Al llegar a Champion Corporation, Stacey vio a Charlee y a su equipo preparándose para entrar.
Charlee, vestida con un elegante traje negro, irradiaba una mezcla de profesionalidad y estilo.
—Señorita Sullivan, los representantes de Champion Corporation nos están esperando —murmuró Nathan.
Con un breve gesto de asentimiento, Charlee se dispuso a entrar en el edificio cuando el chirrido de los frenos cortó el aire.
Un Ferrari rojo se detuvo con un chirrido, captando la atención de todos.
La puerta se abrió y Stacey salió torpemente con sus tacones. Su vestido blanco pintaba una imagen de vulnerabilidad, en marcado contraste con su expresión visiblemente enfurecida.

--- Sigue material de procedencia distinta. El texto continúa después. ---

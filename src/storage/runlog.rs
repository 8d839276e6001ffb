//! Append-only run history, one JSONL file per job.
//!
//! Records carry run metadata only; agent output text is never written
//! here. Unreadable lines are dropped on read rather than failing the
//! whole history.

use std::io;
use std::path::{Path, PathBuf};

use serde::{Deserialize, Serialize};
use tokio::io::AsyncWriteExt;

use super::StoreError;
use crate::core::types::{JobId, RunId, RunStatus};

/// One realised execution attempt.
#[derive(Debug, Clone, PartialEq, Serialize, Deserialize)]
#[serde(rename_all = "camelCase")]
pub struct RunRecord {
    pub run_id: RunId,
    pub job_id: JobId,
    pub started_at_ms: i64,
    pub ended_at_ms: i64,
    pub status: RunStatus,
    #[serde(default, skip_serializing_if = "Option::is_none")]
    pub error: Option<String>,
}

/// Per-job run history under a directory of JSONL files.
pub struct RunLog {
    dir: PathBuf,
}

impl RunLog {
    /// Create a run log rooted at the given directory.
    pub fn new(dir: impl Into<PathBuf>) -> Self {
        Self { dir: dir.into() }
    }

    /// The history directory.
    pub fn dir(&self) -> &Path {
        &self.dir
    }

    fn path_for(&self, job_id: &JobId) -> PathBuf {
        self.dir.join(format!("{job_id}.jsonl"))
    }

    /// Append one record to the job's history.
    pub async fn append(&self, record: &RunRecord) -> Result<(), StoreError> {
        tokio::fs::create_dir_all(&self.dir).await?;
        let mut line = serde_json::to_string(record)?;
        line.push('\n');

        let mut file = tokio::fs::OpenOptions::new()
            .create(true)
            .append(true)
            .open(self.path_for(&record.job_id))
            .await?;
        file.write_all(line.as_bytes()).await?;
        Ok(())
    }

    /// The most recent `limit` records for a job, newest first.
    pub async fn recent(&self, job_id: &JobId, limit: usize) -> Result<Vec<RunRecord>, StoreError> {
        let content = match tokio::fs::read_to_string(self.path_for(job_id)).await {
            Ok(content) => content,
            Err(e) if e.kind() == io::ErrorKind::NotFound => return Ok(Vec::new()),
            Err(e) => return Err(e.into()),
        };

        Ok(content
            .lines()
            .filter_map(|line| serde_json::from_str(line).ok())
            .collect::<Vec<RunRecord>>()
            .into_iter()
            .rev()
            .take(limit)
            .collect())
    }
}
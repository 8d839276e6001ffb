//! Crash recovery and persistence round-trips through the file store.

use std::sync::Arc;
use std::time::Duration;

use mozi_cron::testing::ManualClock;
use mozi_cron::{
    FileStore, Job, JobId, JobState, JobStore, Payload, RunStatus, Schedule, SchedulerError,
    StoreError,
};
use tempfile::TempDir;

use crate::common::{
    assert_no_run, bare_executor, manual_scheduler, system_event_draft, wait_for_run_count, MINUTE,
    START,
};

fn stale_every_job() -> Job {
    Job {
        id: JobId::new("j-stale"),
        name: "survivor".into(),
        enabled: true,
        schedule: Schedule::Every { every_ms: MINUTE },
        payload: Payload::SystemEvent {
            message: "tick".into(),
        },
        delete_after_run: false,
        created_at_ms: START - 300_000,
        updated_at_ms: START - 300_000,
        state: JobState {
            last_run_at_ms: Some(START - 200_000),
            next_run_at_ms: Some(START - 140_000),
            run_count: 7,
            last_status: Some(RunStatus::Ok),
            last_error: None,
        },
    }
}

#[tokio::test]
async fn restart_applies_forward_progress_and_fires_once() {
    let dir = TempDir::new().unwrap();
    let path = dir.path().join("jobs.json");

    // A snapshot written before a 200s outage.
    FileStore::new(&path).save(&[stale_every_job()]).await.unwrap();

    let clock = Arc::new(ManualClock::new(START));
    let scheduler = manual_scheduler(
        clock.clone(),
        Arc::new(FileStore::new(&path)),
        bare_executor(),
    );
    scheduler.start().await.unwrap();

    let id = JobId::new("j-stale");
    let job = scheduler.get(&id).await.unwrap();
    let next = job.state.next_run_at_ms.unwrap();
    assert!(next > START && next <= START + MINUTE);
    assert_eq!(next, START + 40_000);
    assert_eq!(job.state.run_count, 7);

    // Exactly one fire happens within the next interval.
    clock.set(next);
    scheduler.tick().await;
    wait_for_run_count(&scheduler, &id, 8, Duration::from_secs(2)).await;

    clock.set(next + MINUTE - 1);
    scheduler.tick().await;
    assert_no_run(&scheduler, &id, 8).await;

    clock.set(next + MINUTE);
    scheduler.tick().await;
    wait_for_run_count(&scheduler, &id, 9, Duration::from_secs(2)).await;

    scheduler.stop().await;
}

#[tokio::test]
async fn job_set_round_trips_through_the_file_store() {
    let dir = TempDir::new().unwrap();
    let path = dir.path().join("jobs.json");

    let clock = Arc::new(ManualClock::new(START));
    let scheduler = manual_scheduler(
        clock.clone(),
        Arc::new(FileStore::new(&path)),
        bare_executor(),
    );

    let every = scheduler
        .add(system_event_draft(
            "periodic",
            Schedule::Every { every_ms: MINUTE },
        ))
        .await
        .unwrap();
    scheduler
        .add(system_event_draft(
            "daily",
            Schedule::Cron {
                expr: "0 9 * * *".into(),
                tz: Some("Asia/Shanghai".into()),
            },
        ))
        .await
        .unwrap();

    // Run one job so state fields are populated.
    clock.set(START + MINUTE);
    scheduler.tick().await;
    wait_for_run_count(&scheduler, &every.id, 1, Duration::from_secs(2)).await;

    let in_memory = scheduler.list(true).await;
    let reloaded = FileStore::new(&path).load().await.unwrap();
    assert_eq!(reloaded, in_memory);
}

#[tokio::test]
async fn corrupt_store_refuses_to_start() {
    let dir = TempDir::new().unwrap();
    let path = dir.path().join("jobs.json");
    std::fs::write(&path, "definitely not json").unwrap();

    let clock = Arc::new(ManualClock::new(START));
    let scheduler = manual_scheduler(clock, Arc::new(FileStore::new(&path)), bare_executor());

    let err = scheduler.start().await.unwrap_err();
    assert!(matches!(
        err,
        SchedulerError::Store(StoreError::Corrupt(_))
    ));
}

#[tokio::test]
async fn backup_survives_the_last_overwrite() {
    let dir = TempDir::new().unwrap();
    let path = dir.path().join("jobs.json");
    let store = FileStore::new(&path);

    store.save(&[stale_every_job()]).await.unwrap();
    let before = std::fs::read_to_string(&path).unwrap();

    store.save(&[]).await.unwrap();
    let backup = std::fs::read_to_string(dir.path().join("jobs.json.bak")).unwrap();
    assert_eq!(backup, before);
    assert!(store.load().await.unwrap().is_empty());
}

#[tokio::test]
async fn missing_at_instant_is_dropped_on_recovery() {
    // A one-shot whose moment passed during the outage does not fire late.
    let dir = TempDir::new().unwrap();
    let path = dir.path().join("jobs.json");
    let missed = Job {
        id: JobId::new("j-missed"),
        name: "missed".into(),
        enabled: true,
        schedule: Schedule::At {
            at_ms: START - 10_000,
        },
        payload: Payload::SystemEvent {
            message: "too late".into(),
        },
        delete_after_run: false,
        created_at_ms: START - 20_000,
        updated_at_ms: START - 20_000,
        state: JobState {
            next_run_at_ms: Some(START - 10_000),
            ..JobState::default()
        },
    };
    FileStore::new(&path).save(&[missed]).await.unwrap();

    let clock = Arc::new(ManualClock::new(START));
    let scheduler = manual_scheduler(
        clock.clone(),
        Arc::new(FileStore::new(&path)),
        bare_executor(),
    );
    scheduler.start().await.unwrap();

    let job = scheduler.get(&JobId::new("j-missed")).await.unwrap();
    assert_eq!(job.state.next_run_at_ms, None);

    clock.set(START + MINUTE);
    scheduler.tick().await;
    assert_no_run(&scheduler, &JobId::new("j-missed"), 0).await;

    scheduler.stop().await;
}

—Esperad… esperad… —dijo jadeando, con la voz entrecortada por la carrera.
Los espectadores de Champion Corporation no pudieron reprimir la risa ante su aspecto desaliñado.
Frente a Stacey, sin aliento, Charlee dijo fríamente: —Deberías mejorar tu puntualidad. Esta reunión es importante y llegar tarde no da una buena impresión de Green Biopharmaceuticals.
Sonrojada y jadeante, Stacey no supo qué responder a los comentarios de Charlee.
¿Cómo podía admitir abiertamente que Charlee le había tendido una trampa?
«Oh, lo siento mucho». Charlee se volvió entonces hacia el personal de Champion Corporation, con una sonrisa de disculpa pero encantadora. «Por favor, perdonen esta pequeña escena. Stacey ha estado en el extranjero y aún no está muy familiarizada con nuestra forma de trabajar».
Su comentario avergonzó profundamente a Stacey.
¿Cuándo había vuelto del extranjero? Ella había estado allí todo el tiempo.